В интерфейсе управления маршрутизатором Windows Server 2003 входящие фильтры обычно настраиваются кнопкой «Фильтры входа», а исходящие — кнопкой «Фильтры выхода». Покажем настройку фильтров на примере входящих фильтров. Настройка исходящих фильтров осуществляется аналогично.
В окне «Фильтры входа» указывается набор действующих фильтров и условия фильтрации. Последние определяются переключателем в верхней части окна, который может быть установлен в одно из положений:
- · Не разрешать перечисленные пакеты. Через фильтр пропускаются все пакеты, кроме тех, которые отвечают условиям, указанным в списке «Фильтры».
- · Разрешать только перечисленные пакеты. Через фильтр пропускаются только те пакеты, которые отвечают условиям, указанным в списке «Фильтры».
Набор условий для проверки задается в списке «Фильтры». Для добавления условия в список необходимо щелкнуть кнопку «Создать» (рисунок 7).

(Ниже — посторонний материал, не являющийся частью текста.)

// SPDX-License-Identifier: AGPL-3.0-only
// Copyright (C) 2024 Jonathan Lee
// This program is free software: you can redistribute it and/or modify
// it under the terms of the GNU Affero General Public License version 3
// as published by the Free Software Foundation.
// This program is distributed in the hope that it will be useful,
// but WITHOUT ANY WARRANTY; without even the implied warranty of
// MERCHANTABILITY or FITNESS FOR A PARTICULAR PURPOSE.
// See the GNU Affero General Public License for more details.
// You should have received a copy of the GNU Affero General Public License
// along with this program. If not, see https://www.gnu.org/licenses/.

use crate::dataset::executor::ResultSet;
use crate::schema::descriptor::ColumnDescriptor;
use crate::workflow::state::{CandidateColumn, QueryPlan};
use serde_json::Value;

const MAX_DESCRIPTION_CHARS: usize = 150;
const MAX_SCHEMA_TEXT_CHARS: usize = 8000;
const MAX_SCHEMA_LINES: usize = 40;

pub fn plan_prompt(user_query: &str) -> String {
    format!(
        r#"You are a planning assistant that breaks down complex medical data queries into simple, executable steps.

User Query: {user_query}

Your task is to analyse this query and create a JSON plan with the following structure:
{{
    "steps": [
        {{
            "step_number": 1,
            "action": "filter|count|aggregate|join",
            "description": "Clear description of what this step does",
            "filters": {{"column": "column_name", "condition": "value or condition"}},
            "target": "what we're looking for"
        }}
    ],
    "final_action": "what the final result should be"
}}

Important:
- Break complex queries into simple steps
- Identify what columns might be needed
- Specify filter conditions clearly
- For diagnosis queries, remember that diagnosis fields may contain semicolon-separated values

Return ONLY valid JSON, no additional text."#
    )
}

pub fn schema_text(descriptors: &[ColumnDescriptor]) -> String {
    let mut lines: Vec<String> = descriptors
        .iter()
        .map(|descriptor| {
            let description: String = descriptor
                .description
                .chars()
                .take(MAX_DESCRIPTION_CHARS)
                .collect();
            format!("- {}: {}", descriptor.name, description)
        })
        .collect();
    let mut text = lines.join("\n");
    if text.len() > MAX_SCHEMA_TEXT_CHARS {
        lines.truncate(MAX_SCHEMA_LINES);
        text = lines.join("\n");
        text.push_str("\n... (and more columns)");
    }
    text
}

pub fn query_context(user_query: &str, plan: &QueryPlan) -> String {
    let mut context = user_query.to_string();
    if !plan.is_empty() {
        context.push_str("\n\nPlan:\n");
        context.push_str(&plan.rendered_steps());
    }
    context
}

pub fn column_selection_prompt(query_context: &str, schema_text: &str) -> String {
    format!(
        r#"You are a schema librarian. Given a user query and execution plan, identify the most relevant database columns.

User Query and Plan:
{query_context}

Available Database Columns:
{schema_text}

Based on the query and plan, identify the top 8-10 most relevant columns needed to answer this query.
Return ONLY a JSON array of column names in order of relevance, like: ["Column1", "Column2", "Column3", ...]

Do not include explanations, just the JSON array. Example: ["Anonymous_Uid", "Drugname", "DiagnosisName"]"#
    )
}

pub struct GenerationPrompt<'a> {
    pub candidates: &'a [CandidateColumn],
    pub all_columns: &'a [String],
    pub user_query: &'a str,
    pub plan: &'a QueryPlan,
    pub error_block: &'a str,
    pub table_name: &'a str,
    pub key_column: &'a str,
}

pub fn generation_prompt(args: &GenerationPrompt<'_>) -> String {
    let column_context = args
        .candidates
        .iter()
        .map(|col| format!("- {}: {}", col.column_name, col.description))
        .collect::<Vec<_>>()
        .join("\n");
    let all_columns = args.all_columns.join(", ");
    let plan_json = plan_as_json(args.plan);
    let few_shots = few_shot_examples(args.table_name, args.key_column);
    let table_name = args.table_name;
    let key_column = args.key_column;
    let user_query = args.user_query;
    let error_block = args.error_block;

    format!(
        r#"You are a SQL engineer. Generate a SQLite query based on the user's request.

Relevant Columns (most likely needed):
{column_context}

All Available Columns: {all_columns}

User Query: {user_query}

Plan: {plan_json}
{error_block}

Few-Shot Examples:
{few_shots}

IMPORTANT INFORMATION:
- Table name: '{table_name}'
- Patient ID column: '{key_column}'
- Diagnosis fields contain semicolon-separated values, so use LIKE '%value%' for searching
- Handle NULL values with: IS NOT NULL or IS NULL
- Always use exact column names from the Available Columns list above
- When filtering by patient ID like 'E5F99', use: WHERE {key_column} = 'E5F99'

CRITICAL: Return ONLY the SQL query, nothing else. No explanations, no markdown, just the SQL statement.
Start with SELECT and end properly. Use '{key_column}' for patient ID filtering.

Generate the SQL query:"#
    )
}

pub fn fix_mode_block(last_error: &str, failed_query: &str) -> String {
    let failed = if failed_query.is_empty() {
        "N/A"
    } else {
        failed_query
    };
    format!(
        "\n\nPREVIOUS ATTEMPT FAILED:\nError: {last_error}\nFailed SQL: {failed}\n\nPlease fix the SQL query based on this error."
    )
}

pub fn clarifying_prompt(user_query: &str, plan: &QueryPlan, all_columns: &[String]) -> String {
    let plan_json = plan_as_json(plan);
    let columns = all_columns.join(", ");
    format!(
        r#"The previous response was not a valid SQL query. Please generate ONLY a SQLite query for this request:

User Query: {user_query}
Plan: {plan_json}

Available Columns: {columns}

Return ONLY the SQL query, no other text. Start with SELECT."#
    )
}

pub fn few_shot_examples(table_name: &str, key_column: &str) -> String {
    format!(
        r#"
Example 1:
Query: "Count patients with Diabetic Retinopathy"
SQL: SELECT COUNT(*) as patient_count FROM {table_name} WHERE DiagnosisName LIKE '%Diabetic Retinopathy%'

Example 2:
Query: "Show patients with vision problems in right eye"
SQL: SELECT {key_column}, Revalue, DiagnosisName FROM {table_name} WHERE Revalue IS NOT NULL LIMIT 20

Example 3:
Query: "Count patients with both Glaucoma and Hypertension"
SQL: SELECT COUNT(*) as patient_count FROM {table_name} WHERE DiagnosisName LIKE '%Glaucoma%' AND DiagnosisName LIKE '%Hypertension%'

Example 4:
Query: "what drug is the patient E5F99 taking?"
SQL: SELECT Drugname FROM {table_name} WHERE {key_column} = 'E5F99' AND Drugname IS NOT NULL

Example 5:
Query: "Show patient E5F86 diagnosis"
SQL: SELECT DiagnosisName FROM {table_name} WHERE {key_column} = 'E5F86' AND DiagnosisName IS NOT NULL
"#
    )
}

pub fn explanation_prompt(user_query: &str, results_text: &str, row_count: usize) -> String {
    let plural = if row_count == 1 { "" } else { "s" };
    format!(
        r#"Given the user's query and the SQL query results, provide a concise, direct answer in natural language.

User Query: {user_query}

Query Results ({row_count} row{plural}):
{results_text}

Provide a direct, concise answer to the user's question.
- If the query asks for a specific value (like a drug name or count), give that value directly
- If the query asks for a list, summarise the key findings
- Do not explain the SQL or the process, just answer the question
- Use **bold** for important values
- Keep it brief and natural

Answer:"#
    )
}

pub fn render_rows(result: &ResultSet) -> String {
    let mut lines = vec![result.columns.join(" | ")];
    for row in &result.rows {
        let rendered: Vec<String> = row.iter().map(render_value).collect();
        lines.push(rendered.join(" | "));
    }
    lines.join("\n")
}

fn render_value(value: &Value) -> String {
    match value {
        Value::Null => "NULL".to_string(),
        Value::String(s) => s.clone(),
        other => other.to_string(),
    }
}

fn plan_as_json(plan: &QueryPlan) -> String {
    serde_json::to_string_pretty(plan).unwrap_or_else(|_| "{}".to_string())
}

#[cfg(test)]
mod tests {
    use super::*;

    #[test]
    fn schema_text_truncates_long_schemas() {
        let descriptors: Vec<ColumnDescriptor> = (0..60)
            .map(|i| {
                ColumnDescriptor::new(
                    &format!("Column_{i}"),
                    &"very long description ".repeat(20),
                    "",
                )
            })
            .collect();
        let text = schema_text(&descriptors);
        assert!(text.ends_with("... (and more columns)"));
        assert_eq!(text.lines().count(), MAX_SCHEMA_LINES + 1);
    }

    #[test]
    fn query_context_appends_rendered_plan_steps() {
        let plan = QueryPlan::single_step("count the patients");
        let context = query_context("count the patients", &plan);
        assert!(context.starts_with("count the patients"));
        assert!(context.contains("Plan:\nStep 1:"));
    }

    #[test]
    fn generation_prompt_includes_fix_mode_block_verbatim() {
        let plan = QueryPlan::single_step("q");
        let candidates = vec![CandidateColumn {
            column_name: "Drugname".to_string(),
            description: "Prescribed drug".to_string(),
            example: String::new(),
            relevance_score: 1.0,
        }];
        let all_columns = vec!["Drugname".to_string()];
        let error_block = fix_mode_block("no such column: X", "SELECT X FROM patient_data");
        let prompt = generation_prompt(&GenerationPrompt {
            candidates: &candidates,
            all_columns: &all_columns,
            user_query: "q",
            plan: &plan,
            error_block: &error_block,
            table_name: "patient_data",
            key_column: "Anonymous_Uid",
        });
        assert!(prompt.contains("PREVIOUS ATTEMPT FAILED"));
        assert!(prompt.contains("no such column: X"));
        assert!(prompt.contains("Table name: 'patient_data'"));
    }

    #[test]
    fn rendered_rows_show_nulls_explicitly() {
        let result = ResultSet {
            columns: vec!["Drugname".to_string()],
            rows: vec![vec![Value::Null], vec![Value::String("Latanoprost".to_string())]],
        };
        let rendered = render_rows(&result);
        assert_eq!(rendered, "Drugname\nNULL\nLatanoprost");
    }
}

Рисунок 7 Добавление IP-фильтра.
В данном окне необходимо задать параметры исходного и конечного адреса проверяемого пакета. Если должен анализироваться адрес отправителя, то необходимо установить флажок «Исходная сеть» и указать адрес и маску сети отправителя. Если должен фильтроваться только один определенный IP-адрес, его необходимо указать в поле IP-адрес, а в поле «Маска» указать значение 255.255.255.255. По аналогии настраивается анализ адреса получателя.
В раскрывающемся списке «Протокол» должен быть выбран протокол, пакеты которого анализирутся фильтром. При указании протоколов TCP или UDP необходимо дополнительно задать диапазон исходящих и входящих портов. Например, для выделения всех запросов к Web-серверу локальной сети (адрес 192.168.0.10) должен задаваться фильтр со следующими параметрами:
Для поставленной задачи была выбрана роль RRAS «Преобразование сетевых адресов (NAT)» для работы маршрутизатора.
Рисунок 8 Схема подключения маршрутизатора.
Windows Server 2003 был установлена на машину с двумя сетевыми картами, параметры TCP/IP этих карт были настроены следующим образом:
Сетевой интерфейс Realtek подключен к основной сети:
- — IP адрес = 192.168.10.1;
- — Маска подсети = 255.255.255.0;
- — Основной шлюз = 192.168.10.1;
- — DNS серверы = 192.168.0.250.
Сетевой интерфейс NIC подключен к сегменту сети:
- — IP адрес = 192.168.0.250.
- — Маска подсети = 255.255.255.0.
- — Основной шлюз = 192.168.0.2.
- — DNS серверы = 212.154.163.162.
Установка клиентских компьютеров в основной сети LAN.
Установки на клиентских машинах: для сегмента сети были назначены DHCP-сервером и были следующие:
- · IP адрес = 192.168.10.0/32.
- · Маска подсети = 255.255.255.0.
- · Основной шлюз = 192.168.10.1 (ближайший интерфейс сервера RRAS).
- · DNS серверы = 192.168.0.250(DNS сервер домена).
Таким образом, маршрутизатор стал связующим звеном между сегментом сети и основной сетью (рисунок 8) со своими правилами адресации в сети и настройками безопасности. При такой настройке в сегмент сети нет необходимости вводить для каждой машины сетевые правила подключения к серверам или обращения за пределы сегмента сети, маршрутизатор работает на правилах, созданных для работы в сети на основе фильтров, установленных администратором сети.